Assignment | When the line containing "use axum::response::Response;" appears in the entries below, begin printing there and stop after the line containing "pub const TEST_PASSWORD: &str"; print each of those lines exactly and no other line.

Given records |
== == ==
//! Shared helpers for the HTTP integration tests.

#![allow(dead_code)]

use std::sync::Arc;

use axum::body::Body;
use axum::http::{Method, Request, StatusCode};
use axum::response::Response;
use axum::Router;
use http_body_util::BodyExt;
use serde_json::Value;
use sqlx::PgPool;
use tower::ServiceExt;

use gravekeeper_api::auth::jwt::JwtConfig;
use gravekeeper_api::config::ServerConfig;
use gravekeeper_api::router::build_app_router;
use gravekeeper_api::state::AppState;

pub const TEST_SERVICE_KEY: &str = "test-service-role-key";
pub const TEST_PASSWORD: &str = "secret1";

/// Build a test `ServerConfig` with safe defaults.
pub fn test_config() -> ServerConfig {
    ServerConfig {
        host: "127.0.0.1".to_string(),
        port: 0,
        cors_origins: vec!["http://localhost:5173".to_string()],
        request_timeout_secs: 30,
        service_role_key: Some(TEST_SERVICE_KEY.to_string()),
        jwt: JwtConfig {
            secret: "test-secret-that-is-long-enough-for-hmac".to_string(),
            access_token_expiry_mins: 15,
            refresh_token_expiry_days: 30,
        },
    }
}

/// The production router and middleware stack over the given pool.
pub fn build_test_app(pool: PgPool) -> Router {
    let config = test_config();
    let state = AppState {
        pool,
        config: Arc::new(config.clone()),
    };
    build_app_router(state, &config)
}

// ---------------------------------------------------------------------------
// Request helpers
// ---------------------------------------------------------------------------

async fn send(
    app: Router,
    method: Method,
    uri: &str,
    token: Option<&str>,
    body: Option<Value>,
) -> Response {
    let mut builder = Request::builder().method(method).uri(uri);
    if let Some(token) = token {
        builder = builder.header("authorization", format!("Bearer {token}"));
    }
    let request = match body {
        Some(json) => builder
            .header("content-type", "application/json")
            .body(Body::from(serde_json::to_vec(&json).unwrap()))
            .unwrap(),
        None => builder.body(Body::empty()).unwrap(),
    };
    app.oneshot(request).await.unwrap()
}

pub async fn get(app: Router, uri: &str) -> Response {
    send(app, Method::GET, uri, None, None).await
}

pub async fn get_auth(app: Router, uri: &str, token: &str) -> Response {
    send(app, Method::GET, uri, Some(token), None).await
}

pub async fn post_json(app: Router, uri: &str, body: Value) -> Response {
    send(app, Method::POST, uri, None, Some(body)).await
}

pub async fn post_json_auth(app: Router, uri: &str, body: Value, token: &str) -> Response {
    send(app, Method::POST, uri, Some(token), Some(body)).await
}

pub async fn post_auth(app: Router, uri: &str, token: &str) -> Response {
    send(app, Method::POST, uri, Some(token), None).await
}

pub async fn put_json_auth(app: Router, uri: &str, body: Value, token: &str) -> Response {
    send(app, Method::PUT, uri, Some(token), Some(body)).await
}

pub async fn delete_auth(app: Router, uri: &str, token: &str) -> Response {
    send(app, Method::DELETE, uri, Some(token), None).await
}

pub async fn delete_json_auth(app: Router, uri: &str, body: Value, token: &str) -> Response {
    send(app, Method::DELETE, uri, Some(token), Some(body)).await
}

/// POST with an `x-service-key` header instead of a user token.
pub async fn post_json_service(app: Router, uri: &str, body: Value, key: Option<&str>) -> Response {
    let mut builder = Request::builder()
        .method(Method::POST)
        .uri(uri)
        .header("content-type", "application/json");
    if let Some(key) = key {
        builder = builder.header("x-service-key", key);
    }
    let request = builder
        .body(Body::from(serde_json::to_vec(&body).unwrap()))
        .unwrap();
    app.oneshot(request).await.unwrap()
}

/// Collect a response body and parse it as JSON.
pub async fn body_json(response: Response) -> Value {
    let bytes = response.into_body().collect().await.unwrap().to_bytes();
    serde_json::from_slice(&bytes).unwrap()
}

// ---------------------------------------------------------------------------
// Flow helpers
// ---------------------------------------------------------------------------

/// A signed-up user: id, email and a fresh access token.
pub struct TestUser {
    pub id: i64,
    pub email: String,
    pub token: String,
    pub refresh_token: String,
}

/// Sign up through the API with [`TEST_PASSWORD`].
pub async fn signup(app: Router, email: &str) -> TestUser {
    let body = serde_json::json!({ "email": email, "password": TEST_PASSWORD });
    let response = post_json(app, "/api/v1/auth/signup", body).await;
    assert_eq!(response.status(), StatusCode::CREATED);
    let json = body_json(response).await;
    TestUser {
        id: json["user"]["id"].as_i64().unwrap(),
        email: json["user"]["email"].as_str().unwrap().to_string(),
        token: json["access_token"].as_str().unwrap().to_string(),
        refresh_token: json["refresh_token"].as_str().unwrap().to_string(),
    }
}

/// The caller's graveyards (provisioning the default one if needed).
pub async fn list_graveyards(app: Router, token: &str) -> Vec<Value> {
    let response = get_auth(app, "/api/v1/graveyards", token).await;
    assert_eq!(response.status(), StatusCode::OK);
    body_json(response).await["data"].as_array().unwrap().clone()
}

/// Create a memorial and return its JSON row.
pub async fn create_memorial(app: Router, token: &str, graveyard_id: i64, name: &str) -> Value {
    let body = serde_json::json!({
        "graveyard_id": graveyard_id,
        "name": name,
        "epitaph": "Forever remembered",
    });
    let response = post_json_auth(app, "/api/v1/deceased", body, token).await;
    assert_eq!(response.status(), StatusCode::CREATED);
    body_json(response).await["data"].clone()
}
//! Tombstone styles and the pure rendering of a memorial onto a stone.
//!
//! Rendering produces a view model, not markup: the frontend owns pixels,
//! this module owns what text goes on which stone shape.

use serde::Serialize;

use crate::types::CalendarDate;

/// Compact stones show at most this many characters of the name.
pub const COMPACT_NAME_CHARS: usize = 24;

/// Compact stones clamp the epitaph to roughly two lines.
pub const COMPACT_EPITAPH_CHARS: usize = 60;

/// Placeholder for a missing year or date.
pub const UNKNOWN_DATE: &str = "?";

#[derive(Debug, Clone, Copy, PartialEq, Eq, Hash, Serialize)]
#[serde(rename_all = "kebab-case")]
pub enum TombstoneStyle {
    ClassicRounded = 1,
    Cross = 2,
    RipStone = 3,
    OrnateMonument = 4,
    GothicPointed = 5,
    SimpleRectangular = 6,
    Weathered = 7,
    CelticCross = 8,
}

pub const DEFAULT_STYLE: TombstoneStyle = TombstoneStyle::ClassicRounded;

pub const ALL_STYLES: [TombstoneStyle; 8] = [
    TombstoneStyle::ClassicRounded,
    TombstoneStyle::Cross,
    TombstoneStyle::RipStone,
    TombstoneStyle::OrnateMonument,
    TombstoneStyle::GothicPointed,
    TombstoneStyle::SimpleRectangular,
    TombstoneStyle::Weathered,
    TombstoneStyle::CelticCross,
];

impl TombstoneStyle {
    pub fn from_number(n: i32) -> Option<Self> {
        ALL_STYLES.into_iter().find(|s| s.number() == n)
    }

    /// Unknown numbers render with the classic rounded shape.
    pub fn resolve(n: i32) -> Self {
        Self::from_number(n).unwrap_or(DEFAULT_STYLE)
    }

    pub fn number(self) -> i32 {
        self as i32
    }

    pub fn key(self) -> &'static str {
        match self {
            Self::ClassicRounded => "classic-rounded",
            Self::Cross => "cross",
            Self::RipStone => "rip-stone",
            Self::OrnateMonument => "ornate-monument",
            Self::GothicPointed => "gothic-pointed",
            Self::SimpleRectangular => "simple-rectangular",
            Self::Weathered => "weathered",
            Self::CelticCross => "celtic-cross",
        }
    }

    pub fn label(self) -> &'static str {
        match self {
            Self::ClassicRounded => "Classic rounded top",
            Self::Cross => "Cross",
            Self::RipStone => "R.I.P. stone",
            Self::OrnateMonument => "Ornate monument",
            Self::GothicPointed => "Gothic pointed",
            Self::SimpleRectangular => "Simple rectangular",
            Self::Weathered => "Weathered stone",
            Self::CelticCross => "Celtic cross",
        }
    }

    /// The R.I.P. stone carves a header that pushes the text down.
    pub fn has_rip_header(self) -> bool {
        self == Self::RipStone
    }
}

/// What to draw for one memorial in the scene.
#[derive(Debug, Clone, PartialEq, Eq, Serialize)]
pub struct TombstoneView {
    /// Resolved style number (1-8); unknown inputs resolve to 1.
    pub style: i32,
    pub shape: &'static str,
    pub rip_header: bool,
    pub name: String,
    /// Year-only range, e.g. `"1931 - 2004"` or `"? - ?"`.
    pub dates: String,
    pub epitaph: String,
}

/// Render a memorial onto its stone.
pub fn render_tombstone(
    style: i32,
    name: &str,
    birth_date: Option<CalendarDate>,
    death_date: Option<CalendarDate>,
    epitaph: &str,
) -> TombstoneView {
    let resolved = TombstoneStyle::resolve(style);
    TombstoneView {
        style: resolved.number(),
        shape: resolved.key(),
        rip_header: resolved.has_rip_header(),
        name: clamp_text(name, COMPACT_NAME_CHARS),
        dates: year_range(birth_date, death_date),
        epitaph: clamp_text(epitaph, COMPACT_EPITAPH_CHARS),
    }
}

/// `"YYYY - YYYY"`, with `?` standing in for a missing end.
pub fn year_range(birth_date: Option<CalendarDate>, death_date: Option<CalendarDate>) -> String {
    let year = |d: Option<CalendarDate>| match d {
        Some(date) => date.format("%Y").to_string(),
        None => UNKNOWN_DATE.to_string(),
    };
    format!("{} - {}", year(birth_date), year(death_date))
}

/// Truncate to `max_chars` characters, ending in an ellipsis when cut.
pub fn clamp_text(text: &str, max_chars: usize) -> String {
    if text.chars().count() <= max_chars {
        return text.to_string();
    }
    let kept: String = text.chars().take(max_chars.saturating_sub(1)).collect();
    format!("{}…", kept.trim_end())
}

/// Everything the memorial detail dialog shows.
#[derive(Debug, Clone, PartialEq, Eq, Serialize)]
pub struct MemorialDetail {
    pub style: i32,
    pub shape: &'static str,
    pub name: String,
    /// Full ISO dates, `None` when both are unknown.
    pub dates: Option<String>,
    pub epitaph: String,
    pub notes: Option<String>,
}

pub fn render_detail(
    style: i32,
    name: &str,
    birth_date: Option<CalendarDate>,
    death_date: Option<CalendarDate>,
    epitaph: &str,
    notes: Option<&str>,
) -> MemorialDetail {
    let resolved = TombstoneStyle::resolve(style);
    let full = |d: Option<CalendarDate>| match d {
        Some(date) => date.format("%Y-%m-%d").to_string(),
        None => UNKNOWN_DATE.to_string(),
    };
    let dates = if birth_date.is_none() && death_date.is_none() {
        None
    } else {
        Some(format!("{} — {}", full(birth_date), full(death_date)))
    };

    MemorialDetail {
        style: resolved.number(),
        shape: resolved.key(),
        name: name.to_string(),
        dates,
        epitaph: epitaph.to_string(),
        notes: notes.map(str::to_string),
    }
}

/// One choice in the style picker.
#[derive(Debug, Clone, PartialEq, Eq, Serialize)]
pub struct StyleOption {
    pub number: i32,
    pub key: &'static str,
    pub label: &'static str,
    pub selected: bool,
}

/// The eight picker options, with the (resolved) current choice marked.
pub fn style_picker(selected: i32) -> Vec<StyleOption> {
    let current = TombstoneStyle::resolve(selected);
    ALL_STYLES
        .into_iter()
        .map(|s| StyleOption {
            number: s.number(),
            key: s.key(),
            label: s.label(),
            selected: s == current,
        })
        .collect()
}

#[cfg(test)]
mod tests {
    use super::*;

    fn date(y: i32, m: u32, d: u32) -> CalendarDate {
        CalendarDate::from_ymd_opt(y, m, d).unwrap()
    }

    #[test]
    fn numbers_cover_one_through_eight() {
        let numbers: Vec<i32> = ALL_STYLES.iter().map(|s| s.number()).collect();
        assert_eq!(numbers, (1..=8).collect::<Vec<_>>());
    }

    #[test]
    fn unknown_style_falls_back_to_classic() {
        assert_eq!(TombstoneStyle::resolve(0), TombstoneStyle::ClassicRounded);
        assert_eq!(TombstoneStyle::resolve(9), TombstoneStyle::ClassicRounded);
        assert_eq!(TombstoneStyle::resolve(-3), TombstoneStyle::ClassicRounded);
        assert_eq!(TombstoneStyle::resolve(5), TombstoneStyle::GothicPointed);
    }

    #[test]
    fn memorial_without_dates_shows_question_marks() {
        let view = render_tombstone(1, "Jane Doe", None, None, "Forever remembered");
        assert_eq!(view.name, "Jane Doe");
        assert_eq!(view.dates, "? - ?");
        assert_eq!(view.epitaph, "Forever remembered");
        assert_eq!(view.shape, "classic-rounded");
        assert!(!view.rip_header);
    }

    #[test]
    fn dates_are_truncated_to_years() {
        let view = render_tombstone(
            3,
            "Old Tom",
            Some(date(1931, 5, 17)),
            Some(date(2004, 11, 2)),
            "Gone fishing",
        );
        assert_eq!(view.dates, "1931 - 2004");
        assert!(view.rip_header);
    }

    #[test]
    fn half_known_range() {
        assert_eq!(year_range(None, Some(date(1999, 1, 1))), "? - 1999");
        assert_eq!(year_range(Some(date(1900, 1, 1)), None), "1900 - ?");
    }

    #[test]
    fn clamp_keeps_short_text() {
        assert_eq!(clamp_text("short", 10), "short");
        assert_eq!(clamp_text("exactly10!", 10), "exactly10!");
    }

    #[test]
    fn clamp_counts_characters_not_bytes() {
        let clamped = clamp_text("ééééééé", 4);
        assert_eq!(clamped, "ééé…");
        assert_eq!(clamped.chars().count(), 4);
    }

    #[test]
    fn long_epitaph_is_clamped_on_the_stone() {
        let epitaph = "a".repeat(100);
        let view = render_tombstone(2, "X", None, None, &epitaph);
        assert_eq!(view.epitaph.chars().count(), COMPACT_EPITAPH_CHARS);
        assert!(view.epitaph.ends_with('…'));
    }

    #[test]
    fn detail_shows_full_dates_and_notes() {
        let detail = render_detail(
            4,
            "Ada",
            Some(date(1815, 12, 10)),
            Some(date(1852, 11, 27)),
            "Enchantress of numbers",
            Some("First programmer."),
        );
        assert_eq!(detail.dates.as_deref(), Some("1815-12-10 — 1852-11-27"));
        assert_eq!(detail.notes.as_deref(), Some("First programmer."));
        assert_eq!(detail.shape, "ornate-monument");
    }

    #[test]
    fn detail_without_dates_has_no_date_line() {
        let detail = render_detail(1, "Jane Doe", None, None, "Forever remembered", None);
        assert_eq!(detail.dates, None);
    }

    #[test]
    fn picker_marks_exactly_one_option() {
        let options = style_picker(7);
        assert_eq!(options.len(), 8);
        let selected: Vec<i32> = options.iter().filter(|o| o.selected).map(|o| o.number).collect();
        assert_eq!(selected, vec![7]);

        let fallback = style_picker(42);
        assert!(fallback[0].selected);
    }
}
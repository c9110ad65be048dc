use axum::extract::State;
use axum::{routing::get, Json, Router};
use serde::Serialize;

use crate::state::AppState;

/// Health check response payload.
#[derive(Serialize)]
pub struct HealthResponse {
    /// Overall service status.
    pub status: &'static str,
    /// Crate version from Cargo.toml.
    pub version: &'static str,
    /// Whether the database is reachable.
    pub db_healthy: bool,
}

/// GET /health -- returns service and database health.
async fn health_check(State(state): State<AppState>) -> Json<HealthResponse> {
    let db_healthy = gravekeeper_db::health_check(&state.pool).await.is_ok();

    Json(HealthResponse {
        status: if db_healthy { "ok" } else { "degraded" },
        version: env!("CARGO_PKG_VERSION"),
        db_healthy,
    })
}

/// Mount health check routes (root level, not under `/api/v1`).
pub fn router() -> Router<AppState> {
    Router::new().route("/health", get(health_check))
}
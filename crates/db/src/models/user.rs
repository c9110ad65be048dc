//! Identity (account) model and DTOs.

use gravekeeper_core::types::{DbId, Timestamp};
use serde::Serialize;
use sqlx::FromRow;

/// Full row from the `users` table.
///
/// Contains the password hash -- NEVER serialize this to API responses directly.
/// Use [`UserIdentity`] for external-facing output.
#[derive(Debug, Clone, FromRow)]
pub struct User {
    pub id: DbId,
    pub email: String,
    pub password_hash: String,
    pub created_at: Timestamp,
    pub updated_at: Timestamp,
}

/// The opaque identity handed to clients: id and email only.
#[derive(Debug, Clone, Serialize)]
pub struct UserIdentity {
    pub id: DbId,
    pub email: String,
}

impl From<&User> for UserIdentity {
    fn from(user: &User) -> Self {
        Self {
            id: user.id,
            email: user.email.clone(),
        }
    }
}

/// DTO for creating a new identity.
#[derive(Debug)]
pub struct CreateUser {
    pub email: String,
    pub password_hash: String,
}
== == ==
Reply to the task |
use axum::response::Response;
use axum::Router;
use http_body_util::BodyExt;
use serde_json::Value;
use sqlx::PgPool;
use tower::ServiceExt;

use gravekeeper_api::auth::jwt::JwtConfig;
use gravekeeper_api::config::ServerConfig;
use gravekeeper_api::router::build_app_router;
use gravekeeper_api::state::AppState;

pub const TEST_SERVICE_KEY: &str = "test-service-role-key";
pub const TEST_PASSWORD: &str = "secret1";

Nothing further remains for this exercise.